Mas Cupido o fazia com tal ardor que o cego parecia ele.
Até que ao amanhecer ambos adormeceram unidos
num mesmo abraço.
Os dias se passaram sem que o futuro esposo de
Psique se manifestasse de forma visível, embora continuasse a visitá-la todas
as noites, não deixando nunca de satisfazê-la. A jovem foi aos poucos se
familiarizando com todo o esplendor do castelo e, passada a novidade, começou a
sentir falta da presença física de alguém.
— Meu marido, por que não vem me fazer
companhia? — clamava ela, desesperada, pelos corredores vazios do imenso
palácio. — Como posso amar um ser invisível?
— Minha visão lhe seria funesta, adorada
Psique.
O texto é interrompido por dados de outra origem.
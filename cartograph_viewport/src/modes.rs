// Copyright 2025 the Cartograph Authors
// SPDX-License-Identifier: Apache-2.0 OR MIT

/// How panning is constrained relative to a limit box.
///
/// The limit box is either an explicit box from
/// [`ViewportLimits::pan_limits`](crate::ViewportLimits::pan_limits) or, when
/// that is absent, the data envelope of the map.
#[derive(Clone, Copy, Debug, PartialEq, Eq, Default)]
pub enum PanMode {
    /// Do not constrain the center; the view may move freely.
    Unlimited,
    /// Keep the whole visible rectangle inside the limit box.
    ///
    /// Along an axis where the visible rectangle is larger than the box the
    /// view is centered on the box instead.
    KeepWithinExtent,
    /// Keep only the center point inside the limit box.
    #[default]
    KeepCenterWithinExtent,
}

/// How the resolution (zoom level) is constrained.
#[derive(Clone, Copy, Debug, PartialEq, Eq, Default)]
pub enum ZoomMode {
    /// Do not constrain the resolution.
    Unlimited,
    /// Clamp the resolution into the extremes of the allowed resolutions.
    #[default]
    KeepWithinResolutions,
    /// Like [`ZoomMode::KeepWithinResolutions`], but never zoom out beyond the
    /// resolution at which the data envelope still fills the whole screen.
    ///
    /// When both constraints cannot be met at once, the fill constraint is
    /// dropped and only the resolution extremes apply.
    KeepWithinResolutionsAndAlwaysFillViewport,
}
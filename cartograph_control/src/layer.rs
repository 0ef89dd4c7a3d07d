// Copyright 2025 the Cartograph Authors
// SPDX-License-Identifier: Apache-2.0 OR MIT

//! Map layers and feature hit testing.

use std::fmt;

use kurbo::{Point, Rect};

/// What the map shows after a committed viewport change.
#[derive(Clone, Copy, Debug, PartialEq)]
pub struct ViewChange {
    /// World‑space bounding box of the visible screen.
    pub extent: Rect,
    /// World units per logical pixel.
    pub resolution: f64,
    /// `true` when the change came from the user or from (re)initialization,
    /// which providers treat as a reason to refetch.
    pub user_interacted: bool,
}

/// A layer of the map, as seen by the control.
///
/// Rendering is left to the [`Renderer`](crate::Renderer); the control only
/// needs to tell layers about view changes and ask them for features under a
/// tap.
pub trait Layer {
    /// Layer name, used to pick info layers.
    fn name(&self) -> &str;

    /// Disabled layers are neither drawn nor queried.
    fn enabled(&self) -> bool {
        true
    }

    /// Opacity in `0.0..=1.0`.
    fn opacity(&self) -> f64 {
        1.0
    }

    /// Enables or disables the layer.
    ///
    /// Layers that are always shown ignore this.
    fn set_enabled(&mut self, _enabled: bool) {}

    /// Sets the opacity.
    ///
    /// Layers that are always opaque ignore this.
    fn set_opacity(&mut self, _opacity: f64) {}

    /// World‑space bounding box of the layer data, if known.
    fn envelope(&self) -> Option<Rect> {
        None
    }

    /// The view changed; data providers refetch for the new extent here.
    fn view_changed(&mut self, _change: &ViewChange) {}

    /// Index of the topmost feature hit at `world_position`, if any.
    fn feature_at(&self, _world_position: Point, _resolution: f64) -> Option<usize> {
        None
    }
}

impl fmt::Debug for dyn Layer {
    fn fmt(&self, f: &mut fmt::Formatter<'_>) -> fmt::Result {
        f.debug_struct("Layer")
            .field("name", &self.name())
            .field("enabled", &self.enabled())
            .finish_non_exhaustive()
    }
}

/// Decides whether a world position hits a feature.
///
/// Closures of the shape `Fn(Point, &F, f64) -> bool` implement this trait.
pub trait FeatureHitTest<F: ?Sized> {
    /// Returns `true` if `world_position` hits `feature` at `resolution`
    /// world units per pixel.
    fn is_hit(&self, world_position: Point, feature: &F, resolution: f64) -> bool;
}

impl<F: ?Sized, T> FeatureHitTest<F> for T
where
    T: Fn(Point, &F, f64) -> bool,
{
    fn is_hit(&self, world_position: Point, feature: &F, resolution: f64) -> bool {
        self(world_position, feature, resolution)
    }
}

/// Something with a world‑space bounding box.
pub trait Bounded {
    /// World‑space bounding box.
    fn bounds(&self) -> Rect;
}

impl Bounded for Rect {
    fn bounds(&self) -> Rect {
        self.abs()
    }
}

impl Bounded for Point {
    fn bounds(&self) -> Rect {
        Rect::from_points(*self, *self)
    }
}

/// Hits features whose bounding box, grown by a pixel tolerance, contains
/// the position.
#[derive(Clone, Copy, Debug, PartialEq)]
pub struct BoundsHitTest {
    /// Tolerance in logical pixels.
    pub tolerance: f64,
}

impl Default for BoundsHitTest {
    fn default() -> Self {
        Self { tolerance: 4.0 }
    }
}

impl<F: Bounded> FeatureHitTest<F> for BoundsHitTest {
    fn is_hit(&self, world_position: Point, feature: &F, resolution: f64) -> bool {
        let margin = self.tolerance.max(0.0) * resolution;
        feature.bounds().inflate(margin, margin).contains(world_position)
    }
}

/// Layer over features held in memory.
pub struct MemoryLayer<F, H = BoundsHitTest> {
    name: String,
    features: Vec<F>,
    hit_test: H,
    enabled: bool,
    opacity: f64,
    last_change: Option<ViewChange>,
}

impl<F: Bounded> MemoryLayer<F> {
    /// Creates a layer hit tested by feature bounds.
    pub fn new(name: impl Into<String>, features: Vec<F>) -> Self {
        Self::with_hit_test(name, features, BoundsHitTest::default())
    }
}

impl<F, H: FeatureHitTest<F>> MemoryLayer<F, H> {
    /// Creates a layer with a custom hit test.
    pub fn with_hit_test(name: impl Into<String>, features: Vec<F>, hit_test: H) -> Self {
        Self {
            name: name.into(),
            features,
            hit_test,
            enabled: true,
            opacity: 1.0,
            last_change: None,
        }
    }

    /// Returns the features.
    pub fn features(&self) -> &[F] {
        &self.features
    }

    /// Returns the most recent view change the layer was told about.
    pub fn last_change(&self) -> Option<ViewChange> {
        self.last_change
    }
}

impl<F, H> fmt::Debug for MemoryLayer<F, H> {
    fn fmt(&self, f: &mut fmt::Formatter<'_>) -> fmt::Result {
        f.debug_struct("MemoryLayer")
            .field("name", &self.name)
            .field("features", &self.features.len())
            .field("enabled", &self.enabled)
            .field("opacity", &self.opacity)
            .finish_non_exhaustive()
    }
}

impl<F: Bounded, H: FeatureHitTest<F>> Layer for MemoryLayer<F, H> {
    fn name(&self) -> &str {
        &self.name
    }

    fn enabled(&self) -> bool {
        self.enabled
    }

    fn opacity(&self) -> f64 {
        self.opacity
    }

    fn set_enabled(&mut self, enabled: bool) {
        self.enabled = enabled;
    }

    /// Clamps into `0.0..=1.0`; NaN means fully opaque.
    fn set_opacity(&mut self, opacity: f64) {
        self.opacity = if opacity.is_nan() { 1.0 } else { opacity.clamp(0.0, 1.0) };
    }

    fn envelope(&self) -> Option<Rect> {
        self.features
            .iter()
            .map(Bounded::bounds)
            .reduce(|acc, b| acc.union(b))
    }

    fn view_changed(&mut self, change: &ViewChange) {
        self.last_change = Some(*change);
    }

    fn feature_at(&self, world_position: Point, resolution: f64) -> Option<usize> {
        // Later features are drawn on top, so they win.
        self.features
            .iter()
            .rposition(|f| self.hit_test.is_hit(world_position, f, resolution))
    }
}
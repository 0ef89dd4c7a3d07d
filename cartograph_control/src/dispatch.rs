// Copyright 2025 the Cartograph Authors
// SPDX-License-Identifier: Apache-2.0 OR MIT

//! Running work on the UI thread.
//!
//! A [`UiDispatcher`] is created on the UI thread and drained by its event
//! loop. [`UiHandle`]s are cheap to clone and may be sent anywhere; work
//! submitted from the UI thread itself runs inline, work from other threads
//! is queued until the next [`UiDispatcher::drain`].
//!
//! An event loop that sleeps while idle installs a [`UiWaker`] so it learns
//! when there is something to drain or to paint.

use std::fmt;
use std::sync::Arc;
use std::sync::mpsc::{self, Receiver, Sender};
use std::thread::{self, ThreadId};

type Task = Box<dyn FnOnce() + Send>;

/// Host callback that wakes the UI event loop; may be called from any thread.
pub type UiWaker = Arc<dyn Fn() + Send + Sync>;

/// Owner side of the UI task queue. Lives on the UI thread.
pub struct UiDispatcher {
    thread: ThreadId,
    sender: Sender<Task>,
    receiver: Receiver<Task>,
    waker: Option<UiWaker>,
}

impl fmt::Debug for UiDispatcher {
    fn fmt(&self, f: &mut fmt::Formatter<'_>) -> fmt::Result {
        f.debug_struct("UiDispatcher")
            .field("thread", &self.thread)
            .field("waker", &self.waker.is_some())
            .finish_non_exhaustive()
    }
}

impl Default for UiDispatcher {
    fn default() -> Self {
        Self::new()
    }
}

impl UiDispatcher {
    /// Creates a dispatcher bound to the calling thread.
    pub fn new() -> Self {
        let (sender, receiver) = mpsc::channel();
        Self {
            thread: thread::current().id(),
            sender,
            receiver,
            waker: None,
        }
    }

    /// Creates a dispatcher bound to the calling thread that calls `waker`
    /// whenever work is queued or a repaint becomes due.
    pub fn with_waker(waker: UiWaker) -> Self {
        Self {
            waker: Some(waker),
            ..Self::new()
        }
    }

    /// Returns a handle for submitting work.
    pub fn handle(&self) -> UiHandle {
        UiHandle {
            thread: self.thread,
            sender: self.sender.clone(),
            waker: self.waker.clone(),
        }
    }

    /// Runs every queued task; returns how many ran.
    pub fn drain(&self) -> usize {
        let mut count = 0;
        while let Ok(task) = self.receiver.try_recv() {
            task();
            count += 1;
        }
        count
    }
}

/// Submits work to the UI thread from anywhere.
#[derive(Clone)]
pub struct UiHandle {
    thread: ThreadId,
    sender: Sender<Task>,
    waker: Option<UiWaker>,
}

impl fmt::Debug for UiHandle {
    fn fmt(&self, f: &mut fmt::Formatter<'_>) -> fmt::Result {
        f.debug_struct("UiHandle")
            .field("thread", &self.thread)
            .field("waker", &self.waker.is_some())
            .finish_non_exhaustive()
    }
}

impl UiHandle {
    /// Returns `true` when called on the UI thread.
    pub fn is_ui_thread(&self) -> bool {
        thread::current().id() == self.thread
    }

    /// Runs `task` now if on the UI thread, otherwise queues it.
    ///
    /// Queued tasks wake the event loop. Tasks queued after the dispatcher
    /// is dropped are discarded.
    pub fn run_on_ui_thread(&self, task: impl FnOnce() + Send + 'static) {
        if self.is_ui_thread() {
            task();
        } else if self.sender.send(Box::new(task)).is_err() {
            tracing::debug!("UI dispatcher is gone; dropping task");
        } else {
            self.wake();
        }
    }

    /// Calls the host's waker, if one is installed.
    pub(crate) fn wake(&self) {
        if let Some(waker) = &self.waker {
            waker();
        }
    }
}

#[cfg(test)]
mod tests {
    use std::sync::Arc;
    use std::sync::atomic::{AtomicUsize, Ordering};
    use std::thread;

    use super::*;

    #[test]
    fn runs_inline_on_ui_thread() {
        let dispatcher = UiDispatcher::new();
        let ran = Arc::new(AtomicUsize::new(0));
        let counter = ran.clone();
        dispatcher.handle().run_on_ui_thread(move || {
            counter.fetch_add(1, Ordering::SeqCst);
        });
        assert_eq!(ran.load(Ordering::SeqCst), 1);
        assert_eq!(dispatcher.drain(), 0);
    }

    #[test]
    fn queues_from_other_threads_until_drained() {
        let dispatcher = UiDispatcher::new();
        let handle = dispatcher.handle();
        let ran = Arc::new(AtomicUsize::new(0));
        let counter = ran.clone();
        thread::spawn(move || {
            assert!(!handle.is_ui_thread());
            handle.run_on_ui_thread(move || {
                counter.fetch_add(1, Ordering::SeqCst);
            });
        })
        .join()
        .unwrap();

        assert_eq!(ran.load(Ordering::SeqCst), 0);
        assert_eq!(dispatcher.drain(), 1);
        assert_eq!(ran.load(Ordering::SeqCst), 1);
    }

    #[test]
    fn queued_work_wakes_the_event_loop() {
        let wakes = Arc::new(AtomicUsize::new(0));
        let counter = wakes.clone();
        let dispatcher = UiDispatcher::with_waker(Arc::new(move || {
            counter.fetch_add(1, Ordering::SeqCst);
        }));

        // Inline work needs no wake-up.
        dispatcher.handle().run_on_ui_thread(|| {});
        assert_eq!(wakes.load(Ordering::SeqCst), 0);

        let handle = dispatcher.handle();
        thread::spawn(move || handle.run_on_ui_thread(|| {}))
            .join()
            .unwrap();
        assert_eq!(wakes.load(Ordering::SeqCst), 1);
        assert_eq!(dispatcher.drain(), 1);
    }
}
Eu poderia feri-la e provocar em você sofrimentos como nunca antes
talvez tenha experimentado.
— Tenho saudades também de meus pais e de
minhas irmãs — disse a jovem. — Gostaria imensamente de poder revê-los...
Cupido, sempre invisível, prometeu pensar no
pedido, enquanto deixava Psique entregue outra vez à sua cruel solidão.
Na mesma noite, o amante invisível retornou com
uma boa notícia:
— Psique, estou disposto a permitir que suas
irmãs venham visitá-la. Radiante de alegria, ela abraçou o vazio.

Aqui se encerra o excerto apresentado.